And then comes the shortest, I think, of all the stories in the one and forty volumes; the silliest as a composition; the most contemptibly thought—but by the accidents of fate endowed later with a tragic-satiric moralitas almost if not quite unrivalled in literature. Its author was a certain M. Selis, apparently a very respectable schoolmaster, professor, and bookmaker of not the lowest class—employments and occupations in respect of all of which not a few of us have earned our bread and paid our income-tax. Unluckily for him, there was born in his time a Dauphin, and he wrote a little adulatory tale of the birth, and the editors of the Cabinet Appendix thanked him much for giving it them. It is not four pages long; it tells how an ancestral genie—a great king named Louis—blessed the child, and said that he would be called "the father of his people," and another followed suit with "the father of letters," and a third swore Ventre Saint Gris! and named the baby's uncle as "Joseph," and a still greater Louis said other things, and a fairy named Maria Theresa crowned the blessings.
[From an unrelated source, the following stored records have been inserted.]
//! # Fabber Inference
//!
//! Variational Bayes inference for the fabber model-fitting engine.
//!
//! The per-voxel core ([`vb`]) performs coordinate ascent on a factorised
//! posterior q(θ)·q(φ) under a linearised forward model, with pluggable
//! [`prior`]s, [`noise`] models and [`convergence`] policies. The spatial
//! extension ([`spatial`]) couples voxels by re-estimating per-parameter
//! spatial hyper-parameters (ρ, δ) between sweeps, backed by the
//! [`neighbours`] graph and the δ-keyed [`covariance`] cache.
//!
//! Inference methods are constructed by name through
//! [`run::builtin_methods`]:
//!
//! - `vb`: every voxel fitted independently
//! - `spatialvb`: voxels coupled through spatial priors
//!
//! ## Example
//!
//! ```rust,no_run
//! use fabber_core::{RunOptions, VoxelData};
//! use fabber_infer::run::{builtin_methods, CancelToken, RunContext};
//! use fabber_models::builtin_registry;
//! use nalgebra::DMatrix;
//!
//! let mut options = RunOptions::new();
//! options.set("model", "poly");
//! options.set("degree", "2");
//!
//! let data = VoxelData::from_matrix(DMatrix::zeros(10, 4), [2, 2, 1]).unwrap();
//! let mut model = builtin_registry().create("poly").unwrap();
//! model.initialize(&options, data.n_timepoints()).unwrap();
//!
//! let ctx = RunContext { options, data, model, cancel: CancelToken::new() };
//! let outputs = builtin_methods().create("vb").unwrap().run(&ctx).unwrap();
//! ```

#![forbid(unsafe_code)]

pub mod convergence;
pub mod covariance;
pub mod neighbours;
pub mod noise;
pub mod prior;
pub mod run;
pub mod spatial;
pub mod vb;

pub use convergence::{ConvergenceConfig, ConvergenceDetector, ConvergencePolicy, ConvergenceStatus};
pub use covariance::{CovarianceCache, DeltaKey, DistanceMeasure};
pub use neighbours::NeighbourGraph;
pub use noise::NoisePosterior;
pub use prior::{parse_prior_types, ParamPrior, PriorKind};
pub use run::{
    builtin_methods, CancelToken, FailedVoxel, InferenceMethod, MethodRegistry, RunContext,
    RunOutputs, VbMethod,
};
pub use spatial::{SpatialVbConfig, SpatialVbMethod};
pub use vb::{fit_voxel, init_voxel_state, vb_step, VoxelState};

/// Crate version
pub const VERSION: &str = env!("CARGO_PKG_VERSION");
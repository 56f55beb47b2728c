//! # Fabber Core
//!
//! Core types for the fabber Bayesian model-fitting engine.
//!
//! This crate provides the foundational building blocks used throughout the
//! fabber workspace:
//!
//! - **Distributions**: [`DistParams`] and [`GammaParams`] for scalar
//!   distribution parameters, and [`MvnDist`] for the multivariate Gaussian
//!   with lazily synchronised covariance/precision representations.
//!
//! - **Transforms**: [`ParamTransform`] bijections between the internally
//!   Gaussian "fabber space" and the parameter domain the forward model
//!   consumes.
//!
//! - **Run options**: the [`RunOptions`] `--key=value` store, parameter-file
//!   parsing, and output-directory resolution.
//!
//! - **Forward models**: the [`ForwardModel`] trait and the name-keyed
//!   [`ModelRegistry`] factory.
//!
//! - **Voxel data**: masked flattening of 4-D volumes into the T×V data
//!   matrix the inference engine operates on, and reinflation of results.
//!
//! ## Example
//!
//! ```rust
//! use fabber_core::{DistParams, ParamTransform};
//!
//! // A log-normal parameter: Gaussian in fabber space, positive in model space
//! let fabber_space = DistParams::new(0.0, 1.0).unwrap();
//! let model_space = ParamTransform::Log.to_model_dist(fabber_space).unwrap();
//! assert!(model_space.mean() > 0.0);
//! ```

#![forbid(unsafe_code)]

pub mod dist;
pub mod error;
pub mod io;
pub mod model;
pub mod mvn;
pub mod options;
pub mod transform;

pub use dist::{DistParams, GammaParams};
pub use error::{FabberError, FabberResult};
pub use io::{load_image_vector, load_voxel_data, write_volume, DataOrder, VoxelData};
pub use model::{ForwardModel, ModelFactory, ModelRegistry, ParamDef};
pub use mvn::MvnDist;
pub use options::{core_option_specs, OptionSpec, OptionType, RunOptions, SaveFlags};
pub use transform::ParamTransform;

/// Crate version
pub const VERSION: &str = env!("CARGO_PKG_VERSION");

/// Prelude module for convenient imports.
pub mod prelude {
    pub use crate::dist::{DistParams, GammaParams};
    pub use crate::error::{FabberError, FabberResult};
    pub use crate::io::VoxelData;
    pub use crate::model::{ForwardModel, ModelRegistry, ParamDef};
    pub use crate::mvn::MvnDist;
    pub use crate::options::RunOptions;
    pub use crate::transform::ParamTransform;
}

#[cfg(test)]
mod tests {
    use super::*;

    #[test]
    fn test_version_is_valid() {
        assert!(!VERSION.is_empty());
    }
}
Then came an ogre mounted on a leopard and eating raw meat, who was of Albion, and said he was king of the country, and observed "God ham" [sic], and was told that he would be beaten and made to lay down his arms by the child.

And the Dauphin, unless this signalement is strangely delusive, lived to know the worst ogres in the world (their chief was named Simon), who were of his own people, and to die the most unhappy prince or king in that world. And he of the Leopard who said God ham, would have saved that Dauphin if he could, and did slay many of his less guiltless relations and subjects, and beat the rest "thorough and thorough," and restored (could they have had the will and wit to profit by it) the race of Louis and Francis, and of the genie who said "Ventre Saint Gris!" to their throne. And this was the end of the vaticinations of M. Selis, and such are the tears of things.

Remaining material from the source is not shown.